_Problem statement_. Extract each line of the data and write it out again exactly.

(Records contained in a dataset)
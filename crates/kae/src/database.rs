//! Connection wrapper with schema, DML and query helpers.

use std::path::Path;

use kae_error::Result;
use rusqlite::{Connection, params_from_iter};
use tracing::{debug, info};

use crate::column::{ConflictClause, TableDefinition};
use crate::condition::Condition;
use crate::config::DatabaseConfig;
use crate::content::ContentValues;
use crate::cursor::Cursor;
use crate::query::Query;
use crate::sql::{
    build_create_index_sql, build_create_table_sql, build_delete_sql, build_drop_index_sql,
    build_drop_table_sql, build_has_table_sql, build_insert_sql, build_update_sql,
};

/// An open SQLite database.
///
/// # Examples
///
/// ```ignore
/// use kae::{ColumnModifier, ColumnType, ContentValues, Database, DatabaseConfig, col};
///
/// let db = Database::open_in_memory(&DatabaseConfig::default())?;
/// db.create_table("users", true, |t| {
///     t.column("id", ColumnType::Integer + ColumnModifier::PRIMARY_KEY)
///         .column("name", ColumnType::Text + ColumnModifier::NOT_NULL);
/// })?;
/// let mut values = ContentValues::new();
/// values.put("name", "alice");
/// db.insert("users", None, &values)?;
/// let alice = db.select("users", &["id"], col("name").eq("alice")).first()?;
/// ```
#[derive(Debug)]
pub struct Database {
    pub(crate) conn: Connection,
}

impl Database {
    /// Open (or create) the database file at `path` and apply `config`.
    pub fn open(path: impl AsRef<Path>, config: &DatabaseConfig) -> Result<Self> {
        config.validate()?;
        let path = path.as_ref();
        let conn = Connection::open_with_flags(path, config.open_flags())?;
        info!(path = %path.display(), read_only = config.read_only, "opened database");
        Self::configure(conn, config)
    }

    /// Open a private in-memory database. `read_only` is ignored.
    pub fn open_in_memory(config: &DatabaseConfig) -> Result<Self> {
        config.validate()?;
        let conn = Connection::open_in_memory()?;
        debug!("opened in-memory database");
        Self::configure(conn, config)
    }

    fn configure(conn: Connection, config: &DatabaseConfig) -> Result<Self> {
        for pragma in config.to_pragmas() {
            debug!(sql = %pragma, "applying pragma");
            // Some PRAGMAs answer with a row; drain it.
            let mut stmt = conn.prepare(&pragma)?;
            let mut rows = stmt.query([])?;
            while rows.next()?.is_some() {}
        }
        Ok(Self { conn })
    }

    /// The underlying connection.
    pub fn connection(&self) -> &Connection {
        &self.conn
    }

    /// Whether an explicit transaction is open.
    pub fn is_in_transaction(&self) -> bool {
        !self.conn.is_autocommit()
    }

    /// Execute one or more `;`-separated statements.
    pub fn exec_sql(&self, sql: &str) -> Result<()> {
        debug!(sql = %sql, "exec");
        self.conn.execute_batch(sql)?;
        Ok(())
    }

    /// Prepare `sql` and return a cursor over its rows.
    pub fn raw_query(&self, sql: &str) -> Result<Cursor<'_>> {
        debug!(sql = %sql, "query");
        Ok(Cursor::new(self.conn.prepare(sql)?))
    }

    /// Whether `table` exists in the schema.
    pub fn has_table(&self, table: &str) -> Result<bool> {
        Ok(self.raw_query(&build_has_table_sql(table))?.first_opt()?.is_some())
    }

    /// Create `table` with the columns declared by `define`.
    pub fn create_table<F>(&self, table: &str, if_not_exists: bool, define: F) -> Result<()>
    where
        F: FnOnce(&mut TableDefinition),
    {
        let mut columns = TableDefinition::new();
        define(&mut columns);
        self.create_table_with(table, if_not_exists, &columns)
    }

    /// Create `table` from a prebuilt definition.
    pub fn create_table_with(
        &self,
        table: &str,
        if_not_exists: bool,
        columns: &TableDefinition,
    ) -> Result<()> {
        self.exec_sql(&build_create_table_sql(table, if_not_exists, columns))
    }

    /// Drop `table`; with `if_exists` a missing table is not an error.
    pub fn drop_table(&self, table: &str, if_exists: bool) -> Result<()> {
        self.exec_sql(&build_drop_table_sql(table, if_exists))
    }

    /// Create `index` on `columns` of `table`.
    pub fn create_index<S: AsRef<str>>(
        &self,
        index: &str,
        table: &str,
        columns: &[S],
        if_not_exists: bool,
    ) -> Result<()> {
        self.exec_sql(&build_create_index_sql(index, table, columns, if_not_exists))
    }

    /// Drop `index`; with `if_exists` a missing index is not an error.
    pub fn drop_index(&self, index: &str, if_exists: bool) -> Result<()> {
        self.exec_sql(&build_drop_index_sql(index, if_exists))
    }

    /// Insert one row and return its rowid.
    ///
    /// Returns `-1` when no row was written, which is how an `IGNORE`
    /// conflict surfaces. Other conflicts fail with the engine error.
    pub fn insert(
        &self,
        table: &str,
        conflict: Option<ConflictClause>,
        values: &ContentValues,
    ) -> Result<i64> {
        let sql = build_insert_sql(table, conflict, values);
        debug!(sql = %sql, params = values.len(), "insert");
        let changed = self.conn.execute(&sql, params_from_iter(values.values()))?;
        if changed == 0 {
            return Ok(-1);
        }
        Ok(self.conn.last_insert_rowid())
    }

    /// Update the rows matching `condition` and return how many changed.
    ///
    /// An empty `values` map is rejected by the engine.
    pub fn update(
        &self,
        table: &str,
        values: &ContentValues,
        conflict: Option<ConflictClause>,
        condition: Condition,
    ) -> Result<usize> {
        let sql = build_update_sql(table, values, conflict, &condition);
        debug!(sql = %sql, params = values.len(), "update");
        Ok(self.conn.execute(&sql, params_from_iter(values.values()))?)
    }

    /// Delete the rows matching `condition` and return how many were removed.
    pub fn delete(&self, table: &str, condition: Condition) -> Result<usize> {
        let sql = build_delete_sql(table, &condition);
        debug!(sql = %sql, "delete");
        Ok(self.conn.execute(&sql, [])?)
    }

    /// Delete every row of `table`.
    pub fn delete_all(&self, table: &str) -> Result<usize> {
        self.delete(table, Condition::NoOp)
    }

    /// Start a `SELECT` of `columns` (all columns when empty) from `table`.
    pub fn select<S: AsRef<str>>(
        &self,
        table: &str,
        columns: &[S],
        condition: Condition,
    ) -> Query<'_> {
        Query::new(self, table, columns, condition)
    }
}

_Exercise response_.
filename crates/kae/src/database.rs
//! Connection wrapper with schema, DML and query helpers.

use std::path::Path;

use kae_error::Result;
use rusqlite::{Connection, params_from_iter};
use tracing::{debug, info};

use crate::column::{ConflictClause, TableDefinition};
use crate::condition::Condition;
use crate::config::DatabaseConfig;
use crate::content::ContentValues;
use crate::cursor::Cursor;
use crate::query::Query;
use crate::sql::{
    build_create_index_sql, build_create_table_sql, build_delete_sql, build_drop_index_sql,
    build_drop_table_sql, build_has_table_sql, build_insert_sql, build_update_sql,
};

/// An open SQLite database.
///
/// # Examples
///
/// ```ignore
/// use kae::{ColumnModifier, ColumnType, ContentValues, Database, DatabaseConfig, col};
///
/// let db = Database::open_in_memory(&DatabaseConfig::default())?;
/// db.create_table("users", true, |t| {
///     t.column("id", ColumnType::Integer + ColumnModifier::PRIMARY_KEY)
///         .column("name", ColumnType::Text + ColumnModifier::NOT_NULL);
/// })?;
/// let mut values = ContentValues::new();
/// values.put("name", "alice");
/// db.insert("users", None, &values)?;
/// let alice = db.select("users", &["id"], col("name").eq("alice")).first()?;
/// ```
#[derive(Debug)]
pub struct Database {
    pub(crate) conn: Connection,
}

impl Database {
    /// Open (or create) the database file at `path` and apply `config`.
    pub fn open(path: impl AsRef<Path>, config: &DatabaseConfig) -> Result<Self> {
        config.validate()?;
        let path = path.as_ref();
        let conn = Connection::open_with_flags(path, config.open_flags())?;
        info!(path = %path.display(), read_only = config.read_only, "opened database");
        Self::configure(conn, config)
    }

    /// Open a private in-memory database. `read_only` is ignored.
    pub fn open_in_memory(config: &DatabaseConfig) -> Result<Self> {
        config.validate()?;
        let conn = Connection::open_in_memory()?;
        debug!("opened in-memory database");
        Self::configure(conn, config)
    }

    fn configure(conn: Connection, config: &DatabaseConfig) -> Result<Self> {
        for pragma in config.to_pragmas() {
            debug!(sql = %pragma, "applying pragma");
            // Some PRAGMAs answer with a row; drain it.
            let mut stmt = conn.prepare(&pragma)?;
            let mut rows = stmt.query([])?;
            while rows.next()?.is_some() {}
        }
        Ok(Self { conn })
    }

    /// The underlying connection.
    pub fn connection(&self) -> &Connection {
        &self.conn
    }

    /// Whether an explicit transaction is open.
    pub fn is_in_transaction(&self) -> bool {
        !self.conn.is_autocommit()
    }

    /// Execute one or more `;`-separated statements.
    pub fn exec_sql(&self, sql: &str) -> Result<()> {
        debug!(sql = %sql, "exec");
        self.conn.execute_batch(sql)?;
        Ok(())
    }

    /// Prepare `sql` and return a cursor over its rows.
    pub fn raw_query(&self, sql: &str) -> Result<Cursor<'_>> {
        debug!(sql = %sql, "query");
        Ok(Cursor::new(self.conn.prepare(sql)?))
    }

    /// Whether `table` exists in the schema.
    pub fn has_table(&self, table: &str) -> Result<bool> {
        Ok(self.raw_query(&build_has_table_sql(table))?.first_opt()?.is_some())
    }

    /// Create `table` with the columns declared by `define`.
    pub fn create_table<F>(&self, table: &str, if_not_exists: bool, define: F) -> Result<()>
    where
        F: FnOnce(&mut TableDefinition),
    {
        let mut columns = TableDefinition::new();
        define(&mut columns);
        self.create_table_with(table, if_not_exists, &columns)
    }

    /// Create `table` from a prebuilt definition.
    pub fn create_table_with(
        &self,
        table: &str,
        if_not_exists: bool,
        columns: &TableDefinition,
    ) -> Result<()> {
        self.exec_sql(&build_create_table_sql(table, if_not_exists, columns))
    }

    /// Drop `table`; with `if_exists` a missing table is not an error.
    pub fn drop_table(&self, table: &str, if_exists: bool) -> Result<()> {
        self.exec_sql(&build_drop_table_sql(table, if_exists))
    }

    /// Create `index` on `columns` of `table`.
    pub fn create_index<S: AsRef<str>>(
        &self,
        index: &str,
        table: &str,
        columns: &[S],
        if_not_exists: bool,
    ) -> Result<()> {
        self.exec_sql(&build_create_index_sql(index, table, columns, if_not_exists))
    }

    /// Drop `index`; with `if_exists` a missing index is not an error.
    pub fn drop_index(&self, index: &str, if_exists: bool) -> Result<()> {
        self.exec_sql(&build_drop_index_sql(index, if_exists))
    }

    /// Insert one row and return its rowid.
    ///
    /// Returns `-1` when no row was written, which is how an `IGNORE`
    /// conflict surfaces. Other conflicts fail with the engine error.
    pub fn insert(
        &self,
        table: &str,
        conflict: Option<ConflictClause>,
        values: &ContentValues,
    ) -> Result<i64> {
        let sql = build_insert_sql(table, conflict, values);
        debug!(sql = %sql, params = values.len(), "insert");
        let changed = self.conn.execute(&sql, params_from_iter(values.values()))?;
        if changed == 0 {
            return Ok(-1);
        }
        Ok(self.conn.last_insert_rowid())
    }

    /// Update the rows matching `condition` and return how many changed.
    ///
    /// An empty `values` map is rejected by the engine.
    pub fn update(
        &self,
        table: &str,
        values: &ContentValues,
        conflict: Option<ConflictClause>,
        condition: Condition,
    ) -> Result<usize> {
        let sql = build_update_sql(table, values, conflict, &condition);
        debug!(sql = %sql, params = values.len(), "update");
        Ok(self.conn.execute(&sql, params_from_iter(values.values()))?)
    }

    /// Delete the rows matching `condition` and return how many were removed.
    pub fn delete(&self, table: &str, condition: Condition) -> Result<usize> {
        let sql = build_delete_sql(table, &condition);
        debug!(sql = %sql, "delete");
        Ok(self.conn.execute(&sql, [])?)
    }

    /// Delete every row of `table`.
    pub fn delete_all(&self, table: &str) -> Result<usize> {
        self.delete(table, Condition::NoOp)
    }

    /// Start a `SELECT` of `columns` (all columns when empty) from `table`.
    pub fn select<S: AsRef<str>>(
        &self,
        table: &str,
        columns: &[S],
        condition: Condition,
    ) -> Query<'_> {
        Query::new(self, table, columns, condition)
    }
}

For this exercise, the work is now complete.